New professor Christine O’Connell explores rainforest ecosystems

Bergen Schmidt, Features Editor

Christine Sierra O’Connell, a new assistant professor of environmental studies at Macalester, has a passion for studying tropical rainforest ecosystems. O’Connell is an ecosystem ecologist.

“[Ecosystem ecologists] look at how ecosystems function holistically,” O’Connel said. “So what I study is how tropical forests are changing in a globally changing planet. I’m a tropical forest and global change ecologist.”

O’Connell received her bachelor’s degree from Stanford University in earth systems with a biology focus and her Ph.D. in the department of ecology, evolution and behavior from the University of Minnesota. After receiving her Ph.D., she completed her postdoctoral research at the University of California Berkeley in their interdisciplinary environmental studies department.

O’Connell was drawn to Macalester’s strong focus on internationalism and the opportunity to work with undergrads at a small liberal arts college. O’Connell conducted all of her research outside of the United States, so she wanted a school that values global research.

“Macalester has a really long history of really focusing on the internationalism side of its mission, so that felt like a really natural fit too between my research interests and, in general, student mentorships interest here,” O’Connell said. “Coming to a place where there’s a big focus on looking outside the US felt like a really natural connection.”

The widespread optimism O’Connell felt from the students on campus was another factor she considers to have brought her to Macalester.

“My impression was that students are very optimistic at Macalester, and I study climate change,” O’Connell said, “I think it’s hard to study climate change without being surrounded by people who really feel like they can make a difference and they want to make a difference.”

O’Connell’s research focuses on tropical rainforest ecosystems in Central and South America.

“[My research] looks at two big areas.” O’Connell said, “Which is deforestation for agriculture, and I have mostly worked in the Brazilian Amazon in that arena. The other half of my research looks at, as the climate is changing, what does that mean for tropical rainforests? Most of my research there is done in Costa Rica.”
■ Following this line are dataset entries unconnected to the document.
//! Finalized user actions and the append-only action log

use serde::{Deserialize, Serialize};

/// Screen position normalized by the screen resolution at the moment of
/// observation, both axes in `[0, 1]`.
#[derive(Debug, Clone, Copy, PartialEq, Serialize, Deserialize)]
pub struct Position {
    pub x: f64,
    pub y: f64,
}

impl Position {
    pub fn new(x: f64, y: f64) -> Self {
        Self { x, y }
    }

    /// Normalize pixel coordinates by a screen size. A zero-sized screen maps
    /// to the origin.
    pub fn from_pixels(x: f64, y: f64, width: f64, height: f64) -> Self {
        let nx = if width > 0.0 { x / width } else { 0.0 };
        let ny = if height > 0.0 { y / height } else { 0.0 };
        Self {
            x: nx.clamp(0.0, 1.0),
            y: ny.clamp(0.0, 1.0),
        }
    }

    /// True if either axis differs from `other` by more than `threshold`
    pub fn moved_beyond(&self, other: &Position, threshold: f64) -> bool {
        (self.x - other.x).abs() > threshold || (self.y - other.y).abs() > threshold
    }
}

/// Mouse button. Older logs spell these `Button.left` and so on.
#[derive(Debug, Clone, Copy, PartialEq, Eq, Hash, Serialize, Deserialize)]
#[serde(rename_all = "snake_case")]
pub enum MouseButton {
    #[serde(alias = "Button.left")]
    Left,
    #[serde(alias = "Button.right")]
    Right,
    #[serde(alias = "Button.middle")]
    Middle,
    Other(u8),
}

impl std::fmt::Display for MouseButton {
    fn fmt(&self, f: &mut std::fmt::Formatter<'_>) -> std::fmt::Result {
        match self {
            MouseButton::Left => write!(f, "left"),
            MouseButton::Right => write!(f, "right"),
            MouseButton::Middle => write!(f, "middle"),
            MouseButton::Other(n) => write!(f, "button{}", n),
        }
    }
}

/// A finalized action. Times are seconds relative to the session epoch.
#[derive(Debug, Clone, PartialEq, Serialize, Deserialize)]
#[serde(tag = "type", rename_all = "snake_case")]
pub enum Action {
    Click {
        time: f64,
        button: MouseButton,
        position: Position,
    },
    Drag {
        start_time: f64,
        end_time: f64,
        start: Position,
        end: Position,
    },
    Scroll {
        start_time: f64,
        end_time: f64,
        #[serde(alias = "amount")]
        total_amount: i64,
        position: Position,
    },
    #[serde(alias = "keypress")]
    KeyPress {
        start_time: f64,
        end_time: f64,
        #[serde(alias = "keys")]
        text: String,
    },
    SpecialKey {
        time: f64,
        #[serde(alias = "key")]
        key_identifier: String,
    },
    MouseMove {
        time: f64,
        position: Position,
    },
}

impl Action {
    /// Time the action began
    pub fn start_time(&self) -> f64 {
        match self {
            Action::Click { time, .. }
            | Action::SpecialKey { time, .. }
            | Action::MouseMove { time, .. } => *time,
            Action::Drag { start_time, .. }
            | Action::Scroll { start_time, .. }
            | Action::KeyPress { start_time, .. } => *start_time,
        }
    }

    /// Time the action ended; equal to the start for instantaneous actions
    pub fn end_time(&self) -> f64 {
        match self {
            Action::Click { time, .. }
            | Action::SpecialKey { time, .. }
            | Action::MouseMove { time, .. } => *time,
            Action::Drag { end_time, .. }
            | Action::Scroll { end_time, .. }
            | Action::KeyPress { end_time, .. } => *end_time,
        }
    }

    /// Serialized tag of the variant
    pub fn kind(&self) -> &'static str {
        match self {
            Action::Click { .. } => "click",
            Action::Drag { .. } => "drag",
            Action::Scroll { .. } => "scroll",
            Action::KeyPress { .. } => "key_press",
            Action::SpecialKey { .. } => "special_key",
            Action::MouseMove { .. } => "mouse_move",
        }
    }
}

/// Ordered, append-only sequence of finalized actions.
///
/// Entries are never handed out mutably; readers get a copy or take the whole
/// log once the session is quiesced.
#[derive(Debug, Default, Clone)]
pub struct ActionLog {
    actions: Vec<Action>,
}

impl ActionLog {
    pub fn new() -> Self {
        Self::default()
    }

    pub fn push(&mut self, action: Action) {
        debug_assert!(action.end_time() >= action.start_time());
        tracing::trace!("Action finalized: {:?}", action);
        self.actions.push(action);
    }

    pub fn len(&self) -> usize {
        self.actions.len()
    }

    pub fn is_empty(&self) -> bool {
        self.actions.is_empty()
    }

    pub fn actions(&self) -> &[Action] {
        &self.actions
    }

    pub fn snapshot(&self) -> Vec<Action> {
        self.actions.clone()
    }

    pub fn into_actions(self) -> Vec<Action> {
        self.actions
    }
}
O’Connell’s travel partner in the tropics is her dog Luquillo, who is named after one of O’Connell’s long-term research sites in Puerto Rico. O’Connell calls him her “rainforest dog” because he loves to run and hike in rainforests with her.
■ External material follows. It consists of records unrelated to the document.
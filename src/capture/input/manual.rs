//! Programmatic input source
//!
//! Events are pushed through an [`InputInjector`] instead of an OS hook. Used
//! for replaying recorded input and for driving sessions in tests.

use crate::action::{MouseButton, Position};
use crate::capture::input::source::{HandlerSlot, InputListener, InputSource, SlotListener};
use crate::capture::input::types::{InputEvent, InputHandler, InputKind, Key};
use crate::recorder::channel::{RecordingError, RecordingResult};
use parking_lot::Mutex as ParkingMutex;
use std::sync::Arc;
use std::time::Instant;

#[derive(Default)]
pub struct ManualInputSource {
    slot: HandlerSlot,
    attach_failure: ParkingMutex<Option<String>>,
}

impl ManualInputSource {
    pub fn new() -> Self {
        Self::default()
    }

    /// Make every following `attach` fail with `reason`
    pub fn fail_attach(&self, reason: impl Into<String>) {
        *self.attach_failure.lock() = Some(reason.into());
    }

    pub fn allow_attach(&self) {
        *self.attach_failure.lock() = None;
    }

    pub fn injector(&self) -> InputInjector {
        InputInjector {
            slot: self.slot.clone(),
        }
    }

    pub fn is_attached(&self) -> bool {
        self.slot.is_attached()
    }
}

impl InputSource for ManualInputSource {
    fn attach(&self, handler: Arc<dyn InputHandler>) -> RecordingResult<Box<dyn InputListener>> {
        if let Some(reason) = self.attach_failure.lock().clone() {
            return Err(RecordingError::ListenerAttachFailed(reason));
        }
        if !self.slot.install(handler) {
            return Err(RecordingError::ListenerAttachFailed(
                "a handler is already attached".to_string(),
            ));
        }
        tracing::debug!("Manual input source attached");
        Ok(Box::new(SlotListener::new(self.slot.clone())))
    }
}

/// Handle for pushing events into a [`ManualInputSource`]. Every method
/// returns whether a handler received the event.
#[derive(Clone)]
pub struct InputInjector {
    slot: HandlerSlot,
}

impl InputInjector {
    pub fn send(&self, event: InputEvent) -> bool {
        self.slot.dispatch(event)
    }

    pub fn send_now(&self, kind: InputKind) -> bool {
        self.send(InputEvent::now(kind))
    }

    pub fn key(&self, key: Key) -> bool {
        self.send_now(InputKind::KeyDown(key))
    }

    /// Type each character of `text` as its own key event
    pub fn type_text(&self, text: &str) -> bool {
        text.chars().all(|c| self.key(Key::Char(c)))
    }

    pub fn special_key(&self, identifier: &str) -> bool {
        self.key(Key::Special(identifier.to_string()))
    }

    pub fn button(&self, button: MouseButton, position: Position, pressed: bool) -> bool {
        self.send_now(InputKind::Button {
            button,
            pressed,
            position,
        })
    }

    pub fn click(&self, button: MouseButton, position: Position) -> bool {
        self.button(button, position, true) && self.button(button, position, false)
    }

    pub fn drag(&self, button: MouseButton, from: Position, to: Position) -> bool {
        self.button(button, from, true)
            && self.move_to(to)
            && self.button(button, to, false)
    }

    pub fn scroll(&self, position: Position, delta_y: i64) -> bool {
        self.send_now(InputKind::Wheel { position, delta_y })
    }

    pub fn move_to(&self, position: Position) -> bool {
        self.send_now(InputKind::Move { position })
    }

    /// Send with an explicit observation instant (replay)
    pub fn send_at(&self, kind: InputKind, at: Instant) -> bool {
        self.send(InputEvent::new(kind, at))
    }
}

#[cfg(test)]
mod tests {
    use super::*;
    use parking_lot::Mutex;

    #[derive(Default)]
    struct Recording(Mutex<Vec<InputKind>>);

    impl InputHandler for Recording {
        fn handle(&self, event: InputEvent) {
            self.0.lock().push(event.kind);
        }
    }

    #[test]
    fn test_injected_events_reach_handler_until_stop() {
        let source = ManualInputSource::new();
        let injector = source.injector();
        let handler = Arc::new(Recording::default());

        assert!(!injector.type_text("x"));
        let mut listener = source.attach(handler.clone()).unwrap();
        assert!(source.is_attached());
        assert!(injector.type_text("hi"));
        assert!(injector.click(MouseButton::Left, Position::new(0.5, 0.5)));

        listener.stop();
        assert!(!injector.special_key("Enter"));
        assert_eq!(handler.0.lock().len(), 4);
    }

    #[test]
    fn test_attach_failure() {
        let source = ManualInputSource::new();
        source.fail_attach("no permission");
        match source.attach(Arc::new(Recording::default())) {
            Err(RecordingError::ListenerAttachFailed(reason)) => assert_eq!(reason, "no permission"),
            _ => panic!("attach should fail"),
        }

        source.allow_attach();
        assert!(source.attach(Arc::new(Recording::default())).is_ok());
    }

    #[test]
    fn test_second_attach_rejected() {
        let source = ManualInputSource::new();
        let _first = source.attach(Arc::new(Recording::default())).unwrap();
        assert!(source.attach(Arc::new(Recording::default())).is_err());
    }
}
There are many factors that led O’Connell to study tropical rainforests. The tropics are beautiful and enjoyable to hike and explore, but they are also a traditionally unappreciated academic discipline.

“In terms of the tropics, they are historically understudied because of a lot of factors like systemic inequality across the globe, and that it’s very logistically difficult to do work in tropical rainforests, especially in comparison to grassland,” O’Connell said.

These circumstances make it difficult for scientists to study the tropics, but tropical rainforest studies are becoming increasingly more important in the wake of global warming and climate change.

“[Tropical rainforests] are ecosystems that are extremely vulnerable to climatic change and global change and that means that it’s very important that we study them and not many people do,” O’Connell said.

At her research site in Brazil, there is little boundary between rainforest and agricultural land (usually soybean fields). In the soybean field where O’Connell worked, she encountered many wild animals. O’Connell said her favorite animal sighting was a tapir “[which] sort of look like a warthog with a bad elephant snout. All of the time, they are chilling out in the soybeans fields because soybeans are relatively nutritious.”

In addition to the tapirs, O’Connell also saw some animals that people more commonly associate with the rainforest.

“I once was at a place where a jaguar had attacked and killed a porcupine. There were porcupine spines all over this tree with all of these gouges on it [as well],” O’Connell said.

O’Connell is excited to teach agro ecology and ecosystem ecology in the environmental studies department next semester.

“Agro ecology is the science side of agriculture and the environment. Ecosystem and ecology is a big-time, upper-level science class,” O’Connell said.

O’Connell has only been a professor at Macalester for approximately three weeks, but she had a quick response when asked about her favorite part of working at the college.

“So far? That’s easy,” O’Connell said, “getting to know the students.”